*ABOUT THIS TASK*
The whole listing is to be reproduced exactly as given.

*DATA FOR THE TASK*
>>>

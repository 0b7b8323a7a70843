//! Persistence implementations for CloudWarden.
//!
//! Both backends implement `cloudwarden_core::PersistQueueStore` with the
//! same semantics; the tests below run one behaviour suite against each.

pub mod in_memory;
pub mod sqlite;

pub use in_memory::InMemoryStore;
pub use sqlite::SqliteStore;
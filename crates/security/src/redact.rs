//! Secret redaction for command output.
//!
//! Anything a command prints goes back to the model and into logs, so the
//! values we injected into its environment are masked first.

pub const REDACTED: &str = "[REDACTED]";

/// Replaces known secret values in text.
#[derive(Clone, Default)]
pub struct Redactor {
    secrets: Vec<String>,
}

impl Redactor {
    pub fn new<I, S>(secrets: I) -> Self
    where
        I: IntoIterator<Item = S>,
        S: Into<String>,
    {
        let mut secrets: Vec<String> = secrets
            .into_iter()
            .map(Into::into)
            .filter(|s| !s.is_empty())
            .collect();
        // Longest first so a secret containing another is masked whole
        secrets.sort_by_key(|s| std::cmp::Reverse(s.len()));
        secrets.dedup();
        Self { secrets }
    }

    /// Check if a string contains any of the known secrets.
    pub fn contains_secret(&self, text: &str) -> bool {
        self.secrets.iter().any(|s| text.contains(s.as_str()))
    }

    pub fn redact(&self, text: &str) -> String {
        let mut out = text.to_string();
        for secret in &self.secrets {
            if out.contains(secret.as_str()) {
                out = out.replace(secret.as_str(), REDACTED);
            }
        }
        out
    }
}

impl std::fmt::Debug for Redactor {
    fn fmt(&self, f: &mut std::fmt::Formatter<'_>) -> std::fmt::Result {
        f.debug_struct("Redactor")
            .field("secret_count", &self.secrets.len())
            .finish()
    }
}
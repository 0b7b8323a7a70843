//! CloudWarden CLI — the main entry point.
//!
//! Commands:
//! - `init`     — Create the config file and database
//! - `connect`  — Save AWS and model credentials
//! - `chat`     — Interactive or single-message chat with the agent
//! - `scan`     — Audit services across regions and classify findings
//! - `patch`    — Remediate a consented finding
//! - `pending` / `approve` / `reject` — Decide on proposed commands
//! - `settings` — Show or change model, monitor mode, request cap

use clap::{Parser, Subcommand, ValueEnum};
use cloudwarden_core::store::CommandDecision;

mod commands;

#[derive(Parser)]
#[command(
    name = "cloudwarden",
    about = "CloudWarden — AI-driven AWS security audits with human approval",
    version,
    author
)]
struct Cli {
    #[command(subcommand)]
    command: Commands,

    /// Enable verbose logging
    #[arg(short, long, global = true)]
    verbose: bool,
}

#[derive(Clone, Copy, ValueEnum)]
enum Toggle {
    On,
    Off,
}

#[derive(Subcommand)]
enum Commands {
    /// Create the config file and database
    Init,

    /// Save AWS credentials and the model API key
    Connect {
        #[arg(long, env = "AWS_ACCESS_KEY_ID")]
        access_key: String,

        #[arg(long, env = "AWS_SECRET_ACCESS_KEY", hide_env_values = true)]
        secret_key: String,

        #[arg(long, env = "AWS_DEFAULT_REGION")]
        region: String,

        #[arg(long, env = "AWS_SESSION_TOKEN", hide_env_values = true)]
        session_token: Option<String>,

        /// Model backend API key
        #[arg(long)]
        api_key: Option<String>,
    },

    /// Chat with the agent
    Chat {
        /// Send a single message instead of entering interactive mode
        #[arg(short, long)]
        message: Option<String>,
    },

    /// Show the chat history
    History {
        /// Delete all chat messages instead
        #[arg(long)]
        clear: bool,
    },

    /// Scan services across regions for misconfigurations
    Scan {
        #[arg(long, value_delimiter = ',', required = true)]
        services: Vec<String>,

        #[arg(long, value_delimiter = ',', required = true)]
        regions: Vec<String>,
    },

    /// List stored findings
    Findings {
        /// Print as JSON
        #[arg(long)]
        json: bool,
    },

    /// Allow (or stop allowing) a finding to be patched
    Consent {
        id: String,

        #[arg(long)]
        revoke: bool,
    },

    /// Remediate a finding
    Patch { finding_id: String },

    /// Show the status of a scan, patch, or chat
    Status { id: String },

    /// List commands awaiting approval
    Pending,

    /// Approve a pending command
    Approve { id: String },

    /// Reject a pending command
    Reject { id: String },

    /// Show or update runtime settings
    Settings {
        #[arg(long)]
        model: Option<String>,

        #[arg(long, value_enum)]
        monitor: Option<Toggle>,

        #[arg(long)]
        max_requests: Option<u32>,
    },

    /// List the configured models, services, and regions
    Options,
}

#[tokio::main]
async fn main() -> Result<(), Box<dyn std::error::Error>> {
    let cli = Cli::parse();

    // Initialize tracing
    let filter = if cli.verbose { "debug" } else { "info" };
    tracing_subscriber::fmt()
        .with_env_filter(
            tracing_subscriber::EnvFilter::try_from_default_env()
                .unwrap_or_else(|_| tracing_subscriber::EnvFilter::new(filter)),
        )
        .with_target(false)
        .with_writer(std::io::stderr)
        .init();

    match cli.command {
        Commands::Init => commands::init::run().await?,
        Commands::Connect {
            access_key,
            secret_key,
            region,
            session_token,
            api_key,
        } => {
            commands::connect::run(commands::connect::ConnectArgs {
                access_key,
                secret_key,
                region,
                session_token,
                api_key,
            })
            .await?
        }
        Commands::Chat { message } => commands::chat::run(message).await?,
        Commands::History { clear } => commands::chat::history(clear).await?,
        Commands::Scan { services, regions } => commands::scan::run(services, regions).await?,
        Commands::Findings { json } => commands::findings::list(json).await?,
        Commands::Consent { id, revoke } => commands::findings::consent(&id, revoke).await?,
        Commands::Patch { finding_id } => commands::patch::run(&finding_id).await?,
        Commands::Status { id } => commands::status::run(&id).await?,
        Commands::Pending => commands::approval::pending().await?,
        Commands::Approve { id } => commands::approval::decide(&id, CommandDecision::Accept).await?,
        Commands::Reject { id } => commands::approval::decide(&id, CommandDecision::Reject).await?,
        Commands::Settings {
            model,
            monitor,
            max_requests,
        } => {
            let monitor = monitor.map(|t| matches!(t, Toggle::On));
            commands::settings::run(model, monitor, max_requests).await?
        }
        Commands::Options => commands::options::run().await?,
    }

    Ok(())
}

<<<

*OUTPUT OF THE TASK*
repository 0b7b8323a7a70843
//! Persistence implementations for CloudWarden.
//!
//! Both backends implement `cloudwarden_core::PersistQueueStore` with the
//! same semantics; the tests below run one behaviour suite against each.

pub mod in_memory;
pub mod sqlite;

pub use in_memory::InMemoryStore;
pub use sqlite::SqliteStore;
filename crates/security/src/redact.rs
//! Secret redaction for command output.
//!
//! Anything a command prints goes back to the model and into logs, so the
//! values we injected into its environment are masked first.

pub const REDACTED: &str = "[REDACTED]";

/// Replaces known secret values in text.
#[derive(Clone, Default)]
pub struct Redactor {
    secrets: Vec<String>,
}

impl Redactor {
    pub fn new<I, S>(secrets: I) -> Self
    where
        I: IntoIterator<Item = S>,
        S: Into<String>,
    {
        let mut secrets: Vec<String> = secrets
            .into_iter()
            .map(Into::into)
            .filter(|s| !s.is_empty())
            .collect();
        // Longest first so a secret containing another is masked whole
        secrets.sort_by_key(|s| std::cmp::Reverse(s.len()));
        secrets.dedup();
        Self { secrets }
    }

    /// Check if a string contains any of the known secrets.
    pub fn contains_secret(&self, text: &str) -> bool {
        self.secrets.iter().any(|s| text.contains(s.as_str()))
    }

    pub fn redact(&self, text: &str) -> String {
        let mut out = text.to_string();
        for secret in &self.secrets {
            if out.contains(secret.as_str()) {
                out = out.replace(secret.as_str(), REDACTED);
            }
        }
        out
    }
}

impl std::fmt::Debug for Redactor {
    fn fmt(&self, f: &mut std::fmt::Formatter<'_>) -> std::fmt::Result {
        f.debug_struct("Redactor")
            .field("secret_count", &self.secrets.len())
            .finish()
    }
}
repository 0b7b8323a7a70843
//! CloudWarden CLI — the main entry point.
//!
//! Commands:
//! - `init`     — Create the config file and database
//! - `connect`  — Save AWS and model credentials
//! - `chat`     — Interactive or single-message chat with the agent
//! - `scan`     — Audit services across regions and classify findings
//! - `patch`    — Remediate a consented finding
//! - `pending` / `approve` / `reject` — Decide on proposed commands
//! - `settings` — Show or change model, monitor mode, request cap

use clap::{Parser, Subcommand, ValueEnum};
use cloudwarden_core::store::CommandDecision;

mod commands;

#[derive(Parser)]
#[command(
    name = "cloudwarden",
    about = "CloudWarden — AI-driven AWS security audits with human approval",
    version,
    author
)]
struct Cli {
    #[command(subcommand)]
    command: Commands,

    /// Enable verbose logging
    #[arg(short, long, global = true)]
    verbose: bool,
}

#[derive(Clone, Copy, ValueEnum)]
enum Toggle {
    On,
    Off,
}

#[derive(Subcommand)]
enum Commands {
    /// Create the config file and database
    Init,

    /// Save AWS credentials and the model API key
    Connect {
        #[arg(long, env = "AWS_ACCESS_KEY_ID")]
        access_key: String,

        #[arg(long, env = "AWS_SECRET_ACCESS_KEY", hide_env_values = true)]
        secret_key: String,

        #[arg(long, env = "AWS_DEFAULT_REGION")]
        region: String,

        #[arg(long, env = "AWS_SESSION_TOKEN", hide_env_values = true)]
        session_token: Option<String>,

        /// Model backend API key
        #[arg(long)]
        api_key: Option<String>,
    },

    /// Chat with the agent
    Chat {
        /// Send a single message instead of entering interactive mode
        #[arg(short, long)]
        message: Option<String>,
    },

    /// Show the chat history
    History {
        /// Delete all chat messages instead
        #[arg(long)]
        clear: bool,
    },

    /// Scan services across regions for misconfigurations
    Scan {
        #[arg(long, value_delimiter = ',', required = true)]
        services: Vec<String>,

        #[arg(long, value_delimiter = ',', required = true)]
        regions: Vec<String>,
    },

    /// List stored findings
    Findings {
        /// Print as JSON
        #[arg(long)]
        json: bool,
    },

    /// Allow (or stop allowing) a finding to be patched
    Consent {
        id: String,

        #[arg(long)]
        revoke: bool,
    },

    /// Remediate a finding
    Patch { finding_id: String },

    /// Show the status of a scan, patch, or chat
    Status { id: String },

    /// List commands awaiting approval
    Pending,

    /// Approve a pending command
    Approve { id: String },

    /// Reject a pending command
    Reject { id: String },

    /// Show or update runtime settings
    Settings {
        #[arg(long)]
        model: Option<String>,

        #[arg(long, value_enum)]
        monitor: Option<Toggle>,

        #[arg(long)]
        max_requests: Option<u32>,
    },

    /// List the configured models, services, and regions
    Options,
}

#[tokio::main]
async fn main() -> Result<(), Box<dyn std::error::Error>> {
    let cli = Cli::parse();

    // Initialize tracing
    let filter = if cli.verbose { "debug" } else { "info" };
    tracing_subscriber::fmt()
        .with_env_filter(
            tracing_subscriber::EnvFilter::try_from_default_env()
                .unwrap_or_else(|_| tracing_subscriber::EnvFilter::new(filter)),
        )
        .with_target(false)
        .with_writer(std::io::stderr)
        .init();

    match cli.command {
        Commands::Init => commands::init::run().await?,
        Commands::Connect {
            access_key,
            secret_key,
            region,
            session_token,
            api_key,
        } => {
            commands::connect::run(commands::connect::ConnectArgs {
                access_key,
                secret_key,
                region,
                session_token,
                api_key,
            })
            .await?
        }
        Commands::Chat { message } => commands::chat::run(message).await?,
        Commands::History { clear } => commands::chat::history(clear).await?,
        Commands::Scan { services, regions } => commands::scan::run(services, regions).await?,
        Commands::Findings { json } => commands::findings::list(json).await?,
        Commands::Consent { id, revoke } => commands::findings::consent(&id, revoke).await?,
        Commands::Patch { finding_id } => commands::patch::run(&finding_id).await?,
        Commands::Status { id } => commands::status::run(&id).await?,
        Commands::Pending => commands::approval::pending().await?,
        Commands::Approve { id } => commands::approval::decide(&id, CommandDecision::Accept).await?,
        Commands::Reject { id } => commands::approval::decide(&id, CommandDecision::Reject).await?,
        Commands::Settings {
            model,
            monitor,
            max_requests,
        } => {
            let monitor = monitor.map(|t| matches!(t, Toggle::On));
            commands::settings::run(model, monitor, max_requests).await?
        }
        Commands::Options => commands::options::run().await?,
    }

    Ok(())
}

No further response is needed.